**Material to process:**
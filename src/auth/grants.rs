//! Access directions and token grants

use crate::aead::AeadKey;
use crate::auth::tokens::{Secret, Timestamp};
use crate::storage::SecretSource;
use serde::{Deserialize, Serialize};
use std::fmt;
use std::sync::Arc;

/// Direction a grant (and every token minted for it) may be used in
#[derive(Debug, Clone, Copy, PartialEq, Eq, Hash)]
pub enum AccessType {
    /// PUBLISH to the topic
    Publish,
    /// SUBSCRIBE to the topic
    Subscribe,
}

impl AccessType {
    /// Wire flag bit 7 is set for publish
    pub fn from_flag(flag: u8) -> Self {
        if flag & 0x80 != 0 {
            AccessType::Publish
        } else {
            AccessType::Subscribe
        }
    }

    pub fn flag_bit(self) -> u8 {
        match self {
            AccessType::Publish => 0x80,
            AccessType::Subscribe => 0x00,
        }
    }

    pub fn parse(s: &str) -> Option<Self> {
        match s.to_ascii_lowercase().as_str() {
            "pub" | "publish" => Some(AccessType::Publish),
            "sub" | "subscribe" => Some(AccessType::Subscribe),
            _ => None,
        }
    }

    /// Short tag used in client-side record names
    pub fn tag(self) -> &'static str {
        match self {
            AccessType::Publish => "PUB",
            AccessType::Subscribe => "SUB",
        }
    }
}

impl fmt::Display for AccessType {
    fn fmt(&self, f: &mut fmt::Formatter<'_>) -> fmt::Result {
        match self {
            AccessType::Publish => write!(f, "pub"),
            AccessType::Subscribe => write!(f, "sub"),
        }
    }
}

/// Directions granted to a client for a topic in the access-control list
#[derive(Debug, Clone, Copy, PartialEq, Eq, Serialize, Deserialize)]
pub enum AccessMask {
    Pub,
    Sub,
    PubSub,
}

impl AccessMask {
    pub fn allows(self, access: AccessType) -> bool {
        matches!(
            (self, access),
            (AccessMask::Pub | AccessMask::PubSub, AccessType::Publish)
                | (AccessMask::Sub | AccessMask::PubSub, AccessType::Subscribe)
        )
    }
}

impl fmt::Display for AccessMask {
    fn fmt(&self, f: &mut fmt::Formatter<'_>) -> fmt::Result {
        match self {
            AccessMask::Pub => write!(f, "Pub"),
            AccessMask::Sub => write!(f, "Sub"),
            AccessMask::PubSub => write!(f, "PubSub"),
        }
    }
}

/// An active authorization: one client, one topic, one direction, one batch of tokens.
///
/// Grants live inside the [`TokenRegistry`](crate::registry::TokenRegistry) and are only
/// handed out by reference while the registry lock is held.
pub struct Grant {
    pub topic: Vec<u8>,
    pub client_identity: Vec<u8>,
    pub access: AccessType,
    /// Full nanosecond wall clock at issuance. Tokens carry its low 48 bits.
    pub issued_at: Timestamp,
    pub token_count: u16,
    /// Index of the next token to be consumed
    pub cursor: u16,
    /// `None` while a file-backed advance is in flight
    pub current_secret: Option<Secret>,
    pub secrets: Arc<dyn SecretSource>,
    pub aead: Option<AeadKey>,
}

impl Grant {
    /// Build a fresh grant positioned at the first token of its batch
    pub fn new(
        client_identity: Vec<u8>,
        topic: Vec<u8>,
        access: AccessType,
        issued_at: Timestamp,
        token_count: u16,
        first_secret: Secret,
        secrets: Arc<dyn SecretSource>,
        aead: Option<AeadKey>,
    ) -> Self {
        Self {
            topic,
            client_identity,
            access,
            issued_at,
            token_count,
            cursor: 0,
            current_secret: Some(first_secret),
            secrets,
            aead,
        }
    }

    /// Whether this grant belongs to `(client, topic, access)`
    pub fn is_for(&self, client_identity: &[u8], topic: &[u8], access: AccessType) -> bool {
        self.access == access && self.topic == topic && self.client_identity == client_identity
    }

    pub fn remaining(&self) -> u16 {
        self.token_count.saturating_sub(self.cursor)
    }
}

impl fmt::Debug for Grant {
    fn fmt(&self, f: &mut fmt::Formatter<'_>) -> fmt::Result {
        f.debug_struct("Grant")
            .field("topic", &String::from_utf8_lossy(&self.topic))
            .field("client", &String::from_utf8_lossy(&self.client_identity))
            .field("access", &self.access)
            .field("issued_at", &self.issued_at)
            .field("cursor", &self.cursor)
            .field("token_count", &self.token_count)
            .field("aead", &self.aead.as_ref().map(|k| k.kind))
            .finish()
    }
}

**Task to complete:** Please write out every line of the data exactly.

**Answer box:**
filename src/auth/grants.rs
//! Access directions and token grants

use crate::aead::AeadKey;
use crate::auth::tokens::{Secret, Timestamp};
use crate::storage::SecretSource;
use serde::{Deserialize, Serialize};
use std::fmt;
use std::sync::Arc;

/// Direction a grant (and every token minted for it) may be used in
#[derive(Debug, Clone, Copy, PartialEq, Eq, Hash)]
pub enum AccessType {
    /// PUBLISH to the topic
    Publish,
    /// SUBSCRIBE to the topic
    Subscribe,
}

impl AccessType {
    /// Wire flag bit 7 is set for publish
    pub fn from_flag(flag: u8) -> Self {
        if flag & 0x80 != 0 {
            AccessType::Publish
        } else {
            AccessType::Subscribe
        }
    }

    pub fn flag_bit(self) -> u8 {
        match self {
            AccessType::Publish => 0x80,
            AccessType::Subscribe => 0x00,
        }
    }

    pub fn parse(s: &str) -> Option<Self> {
        match s.to_ascii_lowercase().as_str() {
            "pub" | "publish" => Some(AccessType::Publish),
            "sub" | "subscribe" => Some(AccessType::Subscribe),
            _ => None,
        }
    }

    /// Short tag used in client-side record names
    pub fn tag(self) -> &'static str {
        match self {
            AccessType::Publish => "PUB",
            AccessType::Subscribe => "SUB",
        }
    }
}

impl fmt::Display for AccessType {
    fn fmt(&self, f: &mut fmt::Formatter<'_>) -> fmt::Result {
        match self {
            AccessType::Publish => write!(f, "pub"),
            AccessType::Subscribe => write!(f, "sub"),
        }
    }
}

/// Directions granted to a client for a topic in the access-control list
#[derive(Debug, Clone, Copy, PartialEq, Eq, Serialize, Deserialize)]
pub enum AccessMask {
    Pub,
    Sub,
    PubSub,
}

impl AccessMask {
    pub fn allows(self, access: AccessType) -> bool {
        matches!(
            (self, access),
            (AccessMask::Pub | AccessMask::PubSub, AccessType::Publish)
                | (AccessMask::Sub | AccessMask::PubSub, AccessType::Subscribe)
        )
    }
}

impl fmt::Display for AccessMask {
    fn fmt(&self, f: &mut fmt::Formatter<'_>) -> fmt::Result {
        match self {
            AccessMask::Pub => write!(f, "Pub"),
            AccessMask::Sub => write!(f, "Sub"),
            AccessMask::PubSub => write!(f, "PubSub"),
        }
    }
}

/// An active authorization: one client, one topic, one direction, one batch of tokens.
///
/// Grants live inside the [`TokenRegistry`](crate::registry::TokenRegistry) and are only
/// handed out by reference while the registry lock is held.
pub struct Grant {
    pub topic: Vec<u8>,
    pub client_identity: Vec<u8>,
    pub access: AccessType,
    /// Full nanosecond wall clock at issuance. Tokens carry its low 48 bits.
    pub issued_at: Timestamp,
    pub token_count: u16,
    /// Index of the next token to be consumed
    pub cursor: u16,
    /// `None` while a file-backed advance is in flight
    pub current_secret: Option<Secret>,
    pub secrets: Arc<dyn SecretSource>,
    pub aead: Option<AeadKey>,
}

impl Grant {
    /// Build a fresh grant positioned at the first token of its batch
    pub fn new(
        client_identity: Vec<u8>,
        topic: Vec<u8>,
        access: AccessType,
        issued_at: Timestamp,
        token_count: u16,
        first_secret: Secret,
        secrets: Arc<dyn SecretSource>,
        aead: Option<AeadKey>,
    ) -> Self {
        Self {
            topic,
            client_identity,
            access,
            issued_at,
            token_count,
            cursor: 0,
            current_secret: Some(first_secret),
            secrets,
            aead,
        }
    }

    /// Whether this grant belongs to `(client, topic, access)`
    pub fn is_for(&self, client_identity: &[u8], topic: &[u8], access: AccessType) -> bool {
        self.access == access && self.topic == topic && self.client_identity == client_identity
    }

    pub fn remaining(&self) -> u16 {
        self.token_count.saturating_sub(self.cursor)
    }
}

impl fmt::Debug for Grant {
    fn fmt(&self, f: &mut fmt::Formatter<'_>) -> fmt::Result {
        f.debug_struct("Grant")
            .field("topic", &String::from_utf8_lossy(&self.topic))
            .field("client", &String::from_utf8_lossy(&self.client_identity))
            .field("access", &self.access)
            .field("issued_at", &self.issued_at)
            .field("cursor", &self.cursor)
            .field("token_count", &self.token_count)
            .field("aead", &self.aead.as_ref().map(|k| k.kind))
            .finish()
    }
}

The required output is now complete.